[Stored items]
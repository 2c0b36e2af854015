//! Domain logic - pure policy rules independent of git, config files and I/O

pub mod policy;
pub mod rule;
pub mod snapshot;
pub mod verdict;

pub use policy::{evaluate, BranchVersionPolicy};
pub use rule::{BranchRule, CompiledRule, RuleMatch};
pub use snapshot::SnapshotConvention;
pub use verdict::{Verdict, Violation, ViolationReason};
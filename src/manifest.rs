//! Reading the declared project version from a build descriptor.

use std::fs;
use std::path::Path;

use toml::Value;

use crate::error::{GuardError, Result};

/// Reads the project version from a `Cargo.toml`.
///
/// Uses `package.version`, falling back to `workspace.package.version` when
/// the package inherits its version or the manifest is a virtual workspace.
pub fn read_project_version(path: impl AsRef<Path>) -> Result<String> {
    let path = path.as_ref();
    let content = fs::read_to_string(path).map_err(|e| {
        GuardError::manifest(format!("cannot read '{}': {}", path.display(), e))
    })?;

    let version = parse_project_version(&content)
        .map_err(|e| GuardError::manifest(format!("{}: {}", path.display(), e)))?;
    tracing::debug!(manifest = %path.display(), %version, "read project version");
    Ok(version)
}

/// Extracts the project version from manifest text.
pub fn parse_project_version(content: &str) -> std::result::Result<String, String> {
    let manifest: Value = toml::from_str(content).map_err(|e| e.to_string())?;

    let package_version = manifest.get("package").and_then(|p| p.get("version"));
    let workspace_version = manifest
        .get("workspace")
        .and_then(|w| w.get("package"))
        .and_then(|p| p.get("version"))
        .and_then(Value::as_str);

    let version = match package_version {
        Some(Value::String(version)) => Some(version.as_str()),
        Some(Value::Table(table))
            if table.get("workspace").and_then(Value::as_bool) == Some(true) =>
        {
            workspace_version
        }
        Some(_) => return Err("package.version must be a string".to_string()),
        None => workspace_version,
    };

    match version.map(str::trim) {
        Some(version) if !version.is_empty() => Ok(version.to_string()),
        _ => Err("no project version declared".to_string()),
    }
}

...

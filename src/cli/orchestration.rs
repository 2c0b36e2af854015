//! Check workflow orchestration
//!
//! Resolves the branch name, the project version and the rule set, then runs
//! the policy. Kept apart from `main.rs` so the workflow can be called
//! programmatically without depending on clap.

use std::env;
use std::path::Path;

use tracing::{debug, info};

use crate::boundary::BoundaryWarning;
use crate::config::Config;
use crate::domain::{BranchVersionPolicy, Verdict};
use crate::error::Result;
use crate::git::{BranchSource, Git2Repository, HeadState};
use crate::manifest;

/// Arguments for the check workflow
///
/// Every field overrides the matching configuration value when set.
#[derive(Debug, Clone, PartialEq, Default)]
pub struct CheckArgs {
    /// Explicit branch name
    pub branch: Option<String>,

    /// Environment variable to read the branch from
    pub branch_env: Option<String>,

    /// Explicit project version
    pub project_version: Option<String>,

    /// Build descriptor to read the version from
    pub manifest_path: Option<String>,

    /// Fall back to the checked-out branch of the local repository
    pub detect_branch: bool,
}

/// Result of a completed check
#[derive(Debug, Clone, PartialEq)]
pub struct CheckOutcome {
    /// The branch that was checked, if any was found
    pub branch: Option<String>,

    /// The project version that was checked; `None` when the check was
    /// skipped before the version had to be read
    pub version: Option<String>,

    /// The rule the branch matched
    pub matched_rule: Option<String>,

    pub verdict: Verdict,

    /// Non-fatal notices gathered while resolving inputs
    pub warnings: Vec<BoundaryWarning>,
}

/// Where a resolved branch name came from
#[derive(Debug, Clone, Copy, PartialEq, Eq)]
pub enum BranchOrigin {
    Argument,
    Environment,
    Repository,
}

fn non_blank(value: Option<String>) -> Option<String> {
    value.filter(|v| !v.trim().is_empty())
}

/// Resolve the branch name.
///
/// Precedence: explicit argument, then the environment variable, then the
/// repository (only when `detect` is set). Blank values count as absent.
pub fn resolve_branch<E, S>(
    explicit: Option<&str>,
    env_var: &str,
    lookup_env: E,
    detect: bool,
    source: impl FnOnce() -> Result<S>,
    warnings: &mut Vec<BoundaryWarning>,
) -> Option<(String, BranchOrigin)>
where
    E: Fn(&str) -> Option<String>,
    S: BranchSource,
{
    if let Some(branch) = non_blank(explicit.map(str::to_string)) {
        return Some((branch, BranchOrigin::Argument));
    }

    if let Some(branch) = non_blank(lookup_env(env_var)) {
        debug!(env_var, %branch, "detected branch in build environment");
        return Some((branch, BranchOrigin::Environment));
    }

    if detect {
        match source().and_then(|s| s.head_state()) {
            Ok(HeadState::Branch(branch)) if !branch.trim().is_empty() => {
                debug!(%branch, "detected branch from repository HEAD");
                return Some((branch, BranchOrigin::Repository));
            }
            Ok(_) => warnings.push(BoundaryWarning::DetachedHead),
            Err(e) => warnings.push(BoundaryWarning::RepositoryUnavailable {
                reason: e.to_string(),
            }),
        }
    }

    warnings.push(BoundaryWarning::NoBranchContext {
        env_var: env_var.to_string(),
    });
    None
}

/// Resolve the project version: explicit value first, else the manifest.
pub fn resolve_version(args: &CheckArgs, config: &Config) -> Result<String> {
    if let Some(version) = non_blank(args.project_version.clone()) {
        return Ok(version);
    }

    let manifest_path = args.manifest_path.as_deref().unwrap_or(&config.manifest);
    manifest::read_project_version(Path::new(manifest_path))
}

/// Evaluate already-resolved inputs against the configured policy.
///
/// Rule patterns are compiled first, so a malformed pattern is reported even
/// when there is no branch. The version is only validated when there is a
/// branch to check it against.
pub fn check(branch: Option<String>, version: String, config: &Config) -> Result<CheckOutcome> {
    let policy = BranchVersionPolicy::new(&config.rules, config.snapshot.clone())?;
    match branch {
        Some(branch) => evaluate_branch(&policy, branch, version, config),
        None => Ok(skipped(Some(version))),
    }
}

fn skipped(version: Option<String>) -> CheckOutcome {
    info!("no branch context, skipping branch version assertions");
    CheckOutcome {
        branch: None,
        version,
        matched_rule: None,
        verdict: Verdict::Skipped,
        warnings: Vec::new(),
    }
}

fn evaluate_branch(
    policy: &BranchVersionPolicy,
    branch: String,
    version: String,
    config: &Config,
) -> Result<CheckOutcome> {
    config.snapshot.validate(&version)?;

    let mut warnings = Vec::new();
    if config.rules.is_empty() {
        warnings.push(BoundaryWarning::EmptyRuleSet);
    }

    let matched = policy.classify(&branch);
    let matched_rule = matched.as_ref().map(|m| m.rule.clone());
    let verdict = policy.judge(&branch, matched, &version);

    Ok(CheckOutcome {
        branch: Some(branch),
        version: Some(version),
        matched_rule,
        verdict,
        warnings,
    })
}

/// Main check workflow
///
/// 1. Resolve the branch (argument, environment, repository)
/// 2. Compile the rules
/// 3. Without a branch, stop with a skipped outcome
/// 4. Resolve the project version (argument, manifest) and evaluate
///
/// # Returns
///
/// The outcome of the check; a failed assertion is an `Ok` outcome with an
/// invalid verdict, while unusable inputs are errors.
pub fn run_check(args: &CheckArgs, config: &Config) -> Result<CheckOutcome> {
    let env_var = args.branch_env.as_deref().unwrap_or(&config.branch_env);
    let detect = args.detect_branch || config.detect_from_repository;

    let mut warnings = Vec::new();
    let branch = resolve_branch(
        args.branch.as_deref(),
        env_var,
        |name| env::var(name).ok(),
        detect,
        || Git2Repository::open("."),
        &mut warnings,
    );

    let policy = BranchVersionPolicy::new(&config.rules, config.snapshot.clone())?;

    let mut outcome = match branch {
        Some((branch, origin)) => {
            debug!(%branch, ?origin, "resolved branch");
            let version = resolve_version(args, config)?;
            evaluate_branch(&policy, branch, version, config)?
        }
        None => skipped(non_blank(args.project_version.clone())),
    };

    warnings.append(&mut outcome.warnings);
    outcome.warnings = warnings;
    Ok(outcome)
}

==

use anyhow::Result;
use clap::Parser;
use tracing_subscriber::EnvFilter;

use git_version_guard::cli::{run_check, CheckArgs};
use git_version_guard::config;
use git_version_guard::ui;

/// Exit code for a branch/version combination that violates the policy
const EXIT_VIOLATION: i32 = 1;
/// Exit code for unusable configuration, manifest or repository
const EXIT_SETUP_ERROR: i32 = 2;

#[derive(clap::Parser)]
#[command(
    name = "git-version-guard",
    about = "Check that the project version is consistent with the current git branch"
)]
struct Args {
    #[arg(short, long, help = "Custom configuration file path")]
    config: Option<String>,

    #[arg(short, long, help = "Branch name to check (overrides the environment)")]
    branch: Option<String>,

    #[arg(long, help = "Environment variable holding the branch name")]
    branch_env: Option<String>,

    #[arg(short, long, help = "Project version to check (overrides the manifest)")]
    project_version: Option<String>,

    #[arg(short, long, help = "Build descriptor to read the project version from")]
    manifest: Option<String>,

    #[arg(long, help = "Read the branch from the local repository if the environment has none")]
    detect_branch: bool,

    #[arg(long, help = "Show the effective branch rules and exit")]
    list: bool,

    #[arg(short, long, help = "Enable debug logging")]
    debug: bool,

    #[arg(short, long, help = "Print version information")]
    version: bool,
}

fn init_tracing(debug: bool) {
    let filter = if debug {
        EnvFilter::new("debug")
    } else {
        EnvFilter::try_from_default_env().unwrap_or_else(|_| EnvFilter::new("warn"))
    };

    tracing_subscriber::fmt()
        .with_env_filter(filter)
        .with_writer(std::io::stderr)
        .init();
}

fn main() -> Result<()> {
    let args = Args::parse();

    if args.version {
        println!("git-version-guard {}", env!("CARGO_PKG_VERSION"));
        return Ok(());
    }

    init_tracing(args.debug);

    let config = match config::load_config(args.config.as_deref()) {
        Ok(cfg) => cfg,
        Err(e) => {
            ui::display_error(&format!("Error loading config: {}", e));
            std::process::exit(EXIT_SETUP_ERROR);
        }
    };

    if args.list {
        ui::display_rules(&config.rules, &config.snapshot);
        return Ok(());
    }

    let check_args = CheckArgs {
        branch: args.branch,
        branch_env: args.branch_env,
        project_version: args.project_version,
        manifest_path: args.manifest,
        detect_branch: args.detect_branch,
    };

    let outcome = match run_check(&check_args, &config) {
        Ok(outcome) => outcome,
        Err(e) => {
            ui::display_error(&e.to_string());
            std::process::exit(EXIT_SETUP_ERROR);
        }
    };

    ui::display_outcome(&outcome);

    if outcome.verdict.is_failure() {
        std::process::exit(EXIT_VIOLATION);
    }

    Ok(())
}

- _WHAT THE EXERCISE ASKS_:
From the records above, return each line that includes "descriptor".

- _ANSWER TO THE EXERCISE_:
//! Reading the declared project version from a build descriptor.
    /// Build descriptor to read the version from
    #[arg(short, long, help = "Build descriptor to read the project version from")]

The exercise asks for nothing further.